**Task statement**
Every line from the start of the listing below through the line that contains "category by id." is to be reproduced word for word.

**Available data**

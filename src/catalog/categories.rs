//! Category service.

use std::sync::Arc;

use super::{payload, CATEGORIES};
use crate::error::{Error, Resource, Result};
use crate::models::category::{Category, CategoryUpdate};
use crate::store::{Filter, ReturnDocument, Store};

/// Category operations.
///
/// Categories are referenced by id from movies and series, never
/// embedded. Deleting one does not touch its referents; dangling ids are
/// tolerated until a cascade policy is decided.
#[derive(Clone)]
pub struct Categories {
    store: Arc<Store>,
}

impl Categories {
    pub fn new(store: Arc<Store>) -> Self {
        Self { store }
    }

    /// Insert a new category.
    pub fn create(&self, category: Category) -> Result<Category> {
        let doc = self
            .store
            .insert(CATEGORIES, serde_json::to_value(&category)?)?;
        Ok(serde_json::from_value(doc)?)
    }

    /// All categories.
    pub fn list(&self) -> Result<Vec<Category>> {
        let docs = self.store.find(CATEGORIES, &Filter::new())?;
        docs.into_iter()
            .map(|doc| Ok(serde_json::from_value(doc)?))
            .collect()
    }

    /// A category by id.
    pub fn get(&self, category_id: &str) -> Result<Category> {
        let doc = self
            .store
            .find_one(CATEGORIES, &Filter::id(category_id))?
            .ok_or(Error::NotFound(Resource::Category))?;
        Ok(serde_json::from_value(doc)?)
    }

    /// Rename a category and return the post-update state.
    pub fn update(&self, category_id: &str, fields: CategoryUpdate) -> Result<Category> {
        let mut map = serde_json::Map::new();
        if let Some(name) = fields.name {
            map.insert("name".to_string(), name.into());
        }
        let update = payload::root_update(map);

        let doc = self
            .store
            .find_one_and_update(
                CATEGORIES,
                &Filter::id(category_id),
                &update,
                ReturnDocument::After,
            )?
            .ok_or(Error::NotFound(Resource::Category))?;
        Ok(serde_json::from_value(doc)?)
    }

    /// Delete a category. Referencing movies/series are left untouched.
    pub fn destroy(&self, category_id: &str) -> Result<()> {
        self.store
            .find_one_and_delete(CATEGORIES, &Filter::id(category_id))?
            .ok_or(Error::NotFound(Resource::Category))?;
        Ok(())
    }
}
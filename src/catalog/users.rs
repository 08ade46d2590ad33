//! User service.
//!
//! Accounts are addressed by email (unique). Passwords are bcrypt-hashed
//! before the document is stored; account mutation and deletion verify
//! the current password rather than a token.

use std::sync::Arc;

use super::{payload, USERS};
use crate::error::{Error, Resource, Result};
use crate::models::generate_id;
use crate::models::user::{NewUser, User, UserProfile, UserUpdate};
use crate::store::{Filter, ReturnDocument, Store};

/// User operations.
#[derive(Clone)]
pub struct Users {
    store: Arc<Store>,
}

impl Users {
    pub fn new(store: Arc<Store>) -> Self {
        Self { store }
    }

    /// Create an account. The email must not be taken.
    pub fn create(&self, payload: NewUser) -> Result<UserProfile> {
        let email_filter = Filter::new().with("email", payload.email.as_str());
        if self.store.find_one(USERS, &email_filter)?.is_some() {
            return Err(Error::EmailTaken);
        }

        let user = User {
            id: generate_id(),
            name: payload.name,
            email: payload.email,
            password: bcrypt::hash(&payload.password, bcrypt::DEFAULT_COST)?,
            prefered_language: payload.prefered_language,
            use_subtitle: payload.use_subtitle,
            role: payload.role,
        };
        let doc = self.store.insert(USERS, serde_json::to_value(&user)?)?;
        let stored: User = serde_json::from_value(doc)?;
        Ok(stored.into())
    }

    /// All users.
    pub fn list(&self) -> Result<Vec<UserProfile>> {
        let docs = self.store.find(USERS, &Filter::new())?;
        docs.into_iter()
            .map(|doc| {
                let user: User = serde_json::from_value(doc)?;
                Ok(user.into())
            })
            .collect()
    }

    /// An account by email.
    pub fn get(&self, email: &str) -> Result<UserProfile> {
        Ok(self.fetch(email)?.into())
    }

    /// Update an account after verifying its current password.
    ///
    /// `new_password` is re-hashed; other present fields are written
    /// as-is. The email itself is not changeable.
    pub fn update(&self, email: &str, payload: UserUpdate) -> Result<UserProfile> {
        let user = self.fetch(email)?;
        if !bcrypt::verify(&payload.password, &user.password)? {
            return Err(Error::InvalidPassword);
        }

        let mut fields = serde_json::Map::new();
        if let Some(name) = payload.name {
            fields.insert("name".to_string(), name.into());
        }
        if let Some(language) = payload.prefered_language {
            fields.insert(
                "preferedLanguage".to_string(),
                serde_json::to_value(language)?,
            );
        }
        if let Some(use_subtitle) = payload.use_subtitle {
            fields.insert("useSubtitle".to_string(), use_subtitle.into());
        }
        if let Some(new_password) = payload.new_password {
            let hash = bcrypt::hash(&new_password, bcrypt::DEFAULT_COST)?;
            fields.insert("password".to_string(), hash.into());
        }

        let filter = Filter::new().with("email", email);
        let update = payload::root_update(fields);
        let doc = self
            .store
            .find_one_and_update(USERS, &filter, &update, ReturnDocument::After)?
            .ok_or(Error::NotFound(Resource::User))?;
        let updated: User = serde_json::from_value(doc)?;
        Ok(updated.into())
    }

    /// Delete an account after verifying its password.
    pub fn destroy(&self, email: &str, password: &str) -> Result<()> {
        let user = self.fetch(email)?;
        if !bcrypt::verify(password, &user.password)? {
            return Err(Error::InvalidPassword);
        }

        self.store
            .find_one_and_delete(USERS, &Filter::new().with("email", email))?
            .ok_or(Error::NotFound(Resource::User))?;
        Ok(())
    }

    /// The stored user document for an email, hash included.
    pub(crate) fn fetch(&self, email: &str) -> Result<User> {
        let doc = self
            .store
            .find_one(USERS, &Filter::new().with("email", email))?
            .ok_or(Error::NotFound(Resource::User))?;
        Ok(serde_json::from_value(doc)?)
    }
}
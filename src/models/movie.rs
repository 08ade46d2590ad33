//! Movie data models.

use serde::{Deserialize, Serialize};
use serde_json::{Map, Value};

use super::generate_id;
use super::media::Media;

/// A movie document. Installments of a franchise live in `saga`, each with
/// its own generated identifier; order is insertion order.
#[derive(Debug, Clone, PartialEq, Serialize, Deserialize)]
#[serde(rename_all = "camelCase")]
pub struct Movie {
    #[serde(rename = "_id", default = "generate_id")]
    pub id: String,
    /// Title. Titles are not unique across movies.
    pub title: String,
    /// Referenced category ids; never embedded.
    #[serde(default)]
    pub categories: Vec<String>,
    /// Installments, in insertion order.
    #[serde(default)]
    pub saga: Vec<Media>,
}

/// Partial update for movie root fields. Only present fields are written;
/// nested saga entries are updated through their own operation.
#[derive(Debug, Clone, Default, Serialize, Deserialize)]
#[serde(rename_all = "camelCase")]
pub struct MovieUpdate {
    #[serde(skip_serializing_if = "Option::is_none")]
    pub title: Option<String>,
    #[serde(skip_serializing_if = "Option::is_none")]
    pub categories: Option<Vec<String>>,
}

impl MovieUpdate {
    /// Present fields as a flat map.
    pub fn into_fields(self) -> Map<String, Value> {
        match serde_json::to_value(&self) {
            Ok(Value::Object(map)) => map,
            _ => Map::new(),
        }
    }
}
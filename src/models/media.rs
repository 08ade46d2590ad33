//! Media data models.
//!
//! `Media` is the shape shared by a movie saga entry and a serie episode.

use serde::{Deserialize, Serialize};
use serde_json::{Map, Value};

use super::generate_id;

/// A playable media item nested inside a movie saga or a season.
#[derive(Debug, Clone, PartialEq, Serialize, Deserialize)]
#[serde(rename_all = "camelCase")]
pub struct Media {
    /// Generated identifier, unique within the parent document.
    #[serde(rename = "_id", default = "generate_id")]
    pub id: String,
    /// Title.
    pub title: String,
    /// Synopsis.
    pub description: String,
    /// Path to the media file.
    pub file_path: String,
    /// Duration in seconds.
    pub duration: u64,
    /// Poster image paths.
    #[serde(default)]
    pub posters: Vec<String>,
    /// Audio languages, in preference order.
    #[serde(default)]
    pub languages: Vec<String>,
    /// Subtitle tracks.
    #[serde(default)]
    pub subtitles: Vec<Subtitle>,
}

/// A subtitle track attached to a media item.
#[derive(Debug, Clone, PartialEq, Serialize, Deserialize)]
#[serde(rename_all = "camelCase")]
pub struct Subtitle {
    /// Generated identifier.
    #[serde(rename = "_id", default = "generate_id")]
    pub id: String,
    /// Subtitle language.
    pub language: String,
    /// Path to the subtitle file.
    pub file_path: String,
}

/// Partial update for a media item. Only present fields are written.
///
/// Array fields replace the stored array wholesale.
#[derive(Debug, Clone, Default, Serialize, Deserialize)]
#[serde(rename_all = "camelCase")]
pub struct MediaUpdate {
    #[serde(skip_serializing_if = "Option::is_none")]
    pub title: Option<String>,
    #[serde(skip_serializing_if = "Option::is_none")]
    pub description: Option<String>,
    #[serde(skip_serializing_if = "Option::is_none")]
    pub file_path: Option<String>,
    #[serde(skip_serializing_if = "Option::is_none")]
    pub duration: Option<u64>,
    #[serde(skip_serializing_if = "Option::is_none")]
    pub posters: Option<Vec<String>>,
    #[serde(skip_serializing_if = "Option::is_none")]
    pub languages: Option<Vec<String>>,
    /// Replacement subtitle tracks; each entry gets a generated id on the
    /// way in when the client omits one.
    #[serde(skip_serializing_if = "Option::is_none")]
    pub subtitles: Option<Vec<Subtitle>>,
}

impl MediaUpdate {
    /// Present fields as a flat map, ready for scoped-update construction.
    pub fn into_fields(self) -> Map<String, Value> {
        match serde_json::to_value(&self) {
            Ok(Value::Object(map)) => map,
            _ => Map::new(),
        }
    }
}
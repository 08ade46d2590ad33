//! Configuration model.

use serde::{Deserialize, Serialize};
use std::path::{Path, PathBuf};

/// Application configuration.
#[derive(Debug, Clone, Serialize, Deserialize)]
pub struct Config {
    /// HTTP server configuration.
    pub server: ServerConfig,
    /// Storage configuration.
    pub storage: StorageConfig,
    /// Authentication configuration.
    pub auth: AuthConfig,
}

/// HTTP server configuration.
#[derive(Debug, Clone, Serialize, Deserialize)]
pub struct ServerConfig {
    /// Bind address.
    pub host: String,
    /// Bind port.
    pub port: u16,
}

/// Storage configuration.
#[derive(Debug, Clone, Serialize, Deserialize)]
pub struct StorageConfig {
    /// Path to the catalog data file.
    pub data_file: PathBuf,
}

/// Authentication configuration.
#[derive(Debug, Clone, Serialize, Deserialize)]
pub struct AuthConfig {
    /// Token signing secret.
    pub secret: String,
    /// Token lifetime in seconds.
    pub token_ttl_secs: u64,
}

impl Default for Config {
    fn default() -> Self {
        Self {
            server: ServerConfig::default(),
            storage: StorageConfig::default(),
            auth: AuthConfig::default(),
        }
    }
}

impl Default for ServerConfig {
    fn default() -> Self {
        Self {
            host: "127.0.0.1".to_string(),
            port: 3000,
        }
    }
}

impl Default for StorageConfig {
    fn default() -> Self {
        Self {
            data_file: data_dir().join("catalog.json"),
        }
    }
}

impl Default for AuthConfig {
    fn default() -> Self {
        Self {
            secret: std::env::var("MEDIA_CATALOG_SECRET")
                .unwrap_or_else(|_| "change-me".to_string()),
            token_ttl_secs: 300,
        }
    }
}

/// Get the configuration directory path.
fn config_dir() -> PathBuf {
    dirs::config_dir()
        .unwrap_or_else(|| PathBuf::from("."))
        .join("media_catalog")
}

/// Get the data directory path.
fn data_dir() -> PathBuf {
    dirs::data_dir()
        .unwrap_or_else(|| PathBuf::from("."))
        .join("media_catalog")
}

/// Default configuration file path.
pub fn default_config_path() -> PathBuf {
    config_dir().join("config.toml")
}

/// Load configuration from a file, falling back to defaults.
pub fn load_config(path: Option<&Path>) -> Config {
    let config_path = path
        .map(Path::to_path_buf)
        .unwrap_or_else(default_config_path);

    if config_path.exists() {
        if let Ok(content) = std::fs::read_to_string(&config_path) {
            if let Ok(config) = toml::from_str(&content) {
                return config;
            }
        }
        tracing::warn!(
            "Failed to read config {}, using defaults",
            config_path.display()
        );
    }

    Config::default()
}
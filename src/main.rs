//! Media Catalog server
//!
//! A REST API for cataloging movies and TV series with nested seasons and
//! episodes.

use std::net::SocketAddr;
use std::path::PathBuf;
use std::sync::Arc;

use clap::{Parser, Subcommand};
use colored::Colorize;

use media_catalog::api::{self, AppState};
use media_catalog::models::config::{self, Config};
use media_catalog::store::Store;

/// Media Catalog - serve your movie and serie collection over HTTP
#[derive(Parser, Debug)]
#[command(name = "media-catalog")]
#[command(author, version, about, long_about = None)]
struct Cli {
    /// Enable verbose output
    #[arg(short, long, global = true)]
    verbose: bool,

    #[command(subcommand)]
    command: Commands,
}

#[derive(Subcommand, Debug)]
enum Commands {
    /// Run the HTTP server
    Serve {
        /// Path to the config.toml file
        #[arg(short, long, value_name = "CONFIG")]
        config: Option<PathBuf>,
    },

    /// Write a default configuration file
    InitConfig {
        /// Overwrite an existing file
        #[arg(long)]
        force: bool,
    },
}

#[tokio::main]
async fn main() -> anyhow::Result<()> {
    let cli = Cli::parse();

    init_logging(cli.verbose);

    match cli.command {
        Commands::Serve { config } => {
            let config = config::load_config(config.as_deref());
            serve(config).await?;
        }
        Commands::InitConfig { force } => {
            init_config(force)?;
        }
    }

    Ok(())
}

/// Initialize the logging system.
fn init_logging(verbose: bool) {
    use tracing_subscriber::{fmt, prelude::*, EnvFilter};

    let filter = if verbose {
        EnvFilter::new("media_catalog=debug")
    } else {
        EnvFilter::new("media_catalog=info")
    };

    tracing_subscriber::registry()
        .with(fmt::layer().with_target(false))
        .with(filter)
        .init();
}

/// Open the store and run the HTTP server.
async fn serve(config: Config) -> anyhow::Result<()> {
    let store = Arc::new(Store::open(&config.storage.data_file)?);
    tracing::info!("Catalog data at {}", config.storage.data_file.display());

    let addr: SocketAddr = format!("{}:{}", config.server.host, config.server.port).parse()?;
    let state = AppState::new(store, &config);
    api::serve(addr, state).await
}

/// Write a default config file to the standard location.
fn init_config(force: bool) -> anyhow::Result<()> {
    let path = config::default_config_path();

    if path.exists() && !force {
        anyhow::bail!(
            "Config already exists at {} (use --force to overwrite)",
            path.display()
        );
    }

    if let Some(parent) = path.parent() {
        std::fs::create_dir_all(parent)?;
    }
    let content = toml::to_string_pretty(&Config::default())?;
    std::fs::write(&path, content)?;

    println!("{} {}", "Config written to".green(), path.display());
    Ok(())
}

**Solution to this problem**
filename src/catalog/categories.rs
//! Category service.

use std::sync::Arc;

use super::{payload, CATEGORIES};
use crate::error::{Error, Resource, Result};
use crate::models::category::{Category, CategoryUpdate};
use crate::store::{Filter, ReturnDocument, Store};

/// Category operations.
///
/// Categories are referenced by id from movies and series, never
/// embedded. Deleting one does not touch its referents; dangling ids are
/// tolerated until a cascade policy is decided.
#[derive(Clone)]
pub struct Categories {
    store: Arc<Store>,
}

impl Categories {
    pub fn new(store: Arc<Store>) -> Self {
        Self { store }
    }

    /// Insert a new category.
    pub fn create(&self, category: Category) -> Result<Category> {
        let doc = self
            .store
            .insert(CATEGORIES, serde_json::to_value(&category)?)?;
        Ok(serde_json::from_value(doc)?)
    }

    /// All categories.
    pub fn list(&self) -> Result<Vec<Category>> {
        let docs = self.store.find(CATEGORIES, &Filter::new())?;
        docs.into_iter()
            .map(|doc| Ok(serde_json::from_value(doc)?))
            .collect()
    }

    /// A category by id.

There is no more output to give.